Assigned task:
Everything from the line containing "on first use." through the line containing "let normalized = line.trim().to_lowercase();" in the listing below should be copied exactly, and nothing more.

Data records:
● ● ●

//! Interactive play mode.

use crate::commands::rules;
use crate::config::{influence_dir, Config};
use crate::error::{CliError, Result};
use crate::output::Formatter;
use crate::session::Session;
use influence_domain::{CompletionProvider, ConnectionPair, ConnectionPath, Difficulty};
use rustyline::error::ReadlineError;
use rustyline::DefaultEditor;
use std::path::PathBuf;

/// One challenge and what the player has seen of it so far.
struct Round {
    difficulty: Difficulty,
    pair: ConnectionPair,
    revealed: bool,
    example: Option<ConnectionPath>,
}

/// Play command type.
#[derive(Debug, Clone, Copy, PartialEq, Eq)]
enum PlayCommand {
    GotIt,
    Example,
    New,
    Difficulty(Difficulty),
    Rules,
    Help,
    Quit,
}

/// Run interactive rounds until the player quits.
pub async fn run_play<P>(
    difficulty: Difficulty,
    session: &Session<P>,
    config: &Config,
    formatter: &Formatter,
) -> Result<()>
where
    P: CompletionProvider + Sync,
    P::Error: std::fmt::Display,
{
    println!(
        "{}",
        formatter.info("Web of Influence - type 'rules' to learn the game, 'quit' to leave")
    );
    println!();

    let editor_config = rustyline::Config::builder()
        .max_history_size(config.settings.history_size)?
        .auto_add_history(false)
        .build();
    let mut editor = DefaultEditor::with_config(editor_config)?;

    let history_path = get_history_path()?;
    let _ = editor.load_history(&history_path);

    let mut round = new_round(difficulty, session, formatter).await;

    loop {
        match editor.readline(&format!("influence ({})> ", round.difficulty)) {
            Ok(line) => {
                let line = line.trim();

                if line.is_empty() {
                    continue;
                }

                editor.add_history_entry(line).ok();

                match parse_play_command(line) {
                    Ok(PlayCommand::Quit) => {
                        println!("{}", formatter.info("Goodbye!"));
                        break;
                    }
                    Ok(PlayCommand::Help) => print_help(formatter),
                    Ok(PlayCommand::Rules) => match rules::render(formatter) {
                        Ok(text) => println!("{}", text),
                        Err(e) => eprintln!("{}", formatter.failure(&e)),
                    },
                    Ok(PlayCommand::GotIt) => {
                        round.revealed = true;
                        println!("{}", formatter.chain_band(round.difficulty));
                        println!(
                            "{}",
                            formatter.info("Type 'example' to see a sample chain or 'new' for another pair")
                        );
                    }
                    Ok(PlayCommand::Example) => {
                        if !round.revealed {
                            println!(
                                "{}",
                                formatter.warning("Find your own chain first, then type 'got it'")
                            );
                            continue;
                        }
                        if let Err(e) = show_example(&mut round, session, formatter).await {
                            eprintln!("{}", formatter.failure(&e));
                        }
                    }
                    Ok(PlayCommand::New) => {
                        round = new_round(round.difficulty, session, formatter).await;
                    }
                    Ok(PlayCommand::Difficulty(difficulty)) => {
                        round = new_round(difficulty, session, formatter).await;
                    }
                    Err(e) => eprintln!("{}", formatter.failure(&e)),
                }
            }
            Err(ReadlineError::Interrupted) => {
                println!("{}", formatter.info("Use 'quit' to leave"));
            }
            Err(ReadlineError::Eof) => {
                break;
            }
            Err(err) => {
                eprintln!("{}", formatter.error(&format!("Error: {}", err)));
                break;
            }
        }
    }

    editor.save_history(&history_path).ok();

    Ok(())
}

/// Fetch a pair and announce the challenge.
async fn new_round<P>(difficulty: Difficulty, session: &Session<P>, formatter: &Formatter) -> Round
where
    P: CompletionProvider + Sync,
    P::Error: std::fmt::Display,
{
    println!("{}", formatter.info(&format!("Finding a {} challenge...", difficulty)));
    let pair = session.pair(difficulty).await;

    println!();
    println!("Connect {}", formatter.challenge(&pair));
    println!(
        "{}",
        formatter.info("Build a chain of people who have met, then type 'got it'")
    );

    Round {
        difficulty,
        pair,
        revealed: false,
        example: None,
    }
}

/// Print the round's sample chain, fetching it on first use.
async fn show_example<P>(round: &mut Round, session: &Session<P>, formatter: &Formatter) -> Result<()>
where
    P: CompletionProvider + Sync,
    P::Error: std::fmt::Display,
{
    if round.example.is_none() {
        println!("{}", formatter.info("Looking up a sample chain..."));
        let path = session
            .path(round.pair.person1(), round.pair.person2(), round.difficulty)
            .await;
        round.example = Some(path);
    }

    if let Some(path) = &round.example {
        println!("{}", formatter.format_path(path)?);
    }
    Ok(())
}

/// Parse a play-mode line.
fn parse_play_command(line: &str) -> Result<PlayCommand> {
    let normalized = line.trim().to_lowercase();
    let parts: Vec<&str> = normalized.split_whitespace().collect();

    if parts.is_empty() {
        return Err(CliError::InvalidInput("Empty command".to_string()));
    }

    match parts.as_slice() {
        ["got", "it"] | ["gotit"] | ["g"] | ["done"] => Ok(PlayCommand::GotIt),
        ["example"] | ["e"] | ["show"] => Ok(PlayCommand::Example),
        ["new"] | ["n"] | ["next"] => Ok(PlayCommand::New),
        ["difficulty" | "d", tag] => Difficulty::parse(tag)
            .map(PlayCommand::Difficulty)
            .ok_or_else(|| {
                CliError::InvalidInput(format!(
                    "Unknown difficulty: {}. Choose easy, medium or hard.",
                    tag
                ))
            }),
        ["difficulty" | "d"] => Err(CliError::InvalidInput(
            "Usage: difficulty <easy|medium|hard>".to_string(),
        )),
        ["rules"] => Ok(PlayCommand::Rules),
        ["help"] | ["?"] => Ok(PlayCommand::Help),
        ["quit"] | ["exit"] | ["q"] => Ok(PlayCommand::Quit),
        _ => Err(CliError::InvalidInput(format!(
            "Unknown command: {}. Type 'help' for available commands.",
            line.trim()
        ))),
    }
}

fn get_history_path() -> Result<PathBuf> {
    let dir = influence_dir()?;
    std::fs::create_dir_all(&dir)?;
    Ok(dir.join("history.txt"))
}

fn print_help(formatter: &Formatter) {
    println!("{}", formatter.info("Available commands:"));
    println!();
    println!("  got it, g                - Reveal the typical chain length");
    println!("  example, e               - Show a sample chain (after 'got it')");
    println!("  new, n                   - New pair at the same difficulty");
    println!("  difficulty <d>, d <d>    - Switch to easy, medium or hard");
    println!("  rules                    - How to play");
    println!("  help, ?                  - Show this help");
    println!("  quit, exit, q            - Leave the game");
    println!();
}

● ● ●

Solution for this problem:
/// Print the round's sample chain, fetching it on first use.
async fn show_example<P>(round: &mut Round, session: &Session<P>, formatter: &Formatter) -> Result<()>
where
    P: CompletionProvider + Sync,
    P::Error: std::fmt::Display,
{
    if round.example.is_none() {
        println!("{}", formatter.info("Looking up a sample chain..."));
        let path = session
            .path(round.pair.person1(), round.pair.person2(), round.difficulty)
            .await;
        round.example = Some(path);
    }

    if let Some(path) = &round.example {
        println!("{}", formatter.format_path(path)?);
    }
    Ok(())
}

/// Parse a play-mode line.
fn parse_play_command(line: &str) -> Result<PlayCommand> {
    let normalized = line.trim().to_lowercase();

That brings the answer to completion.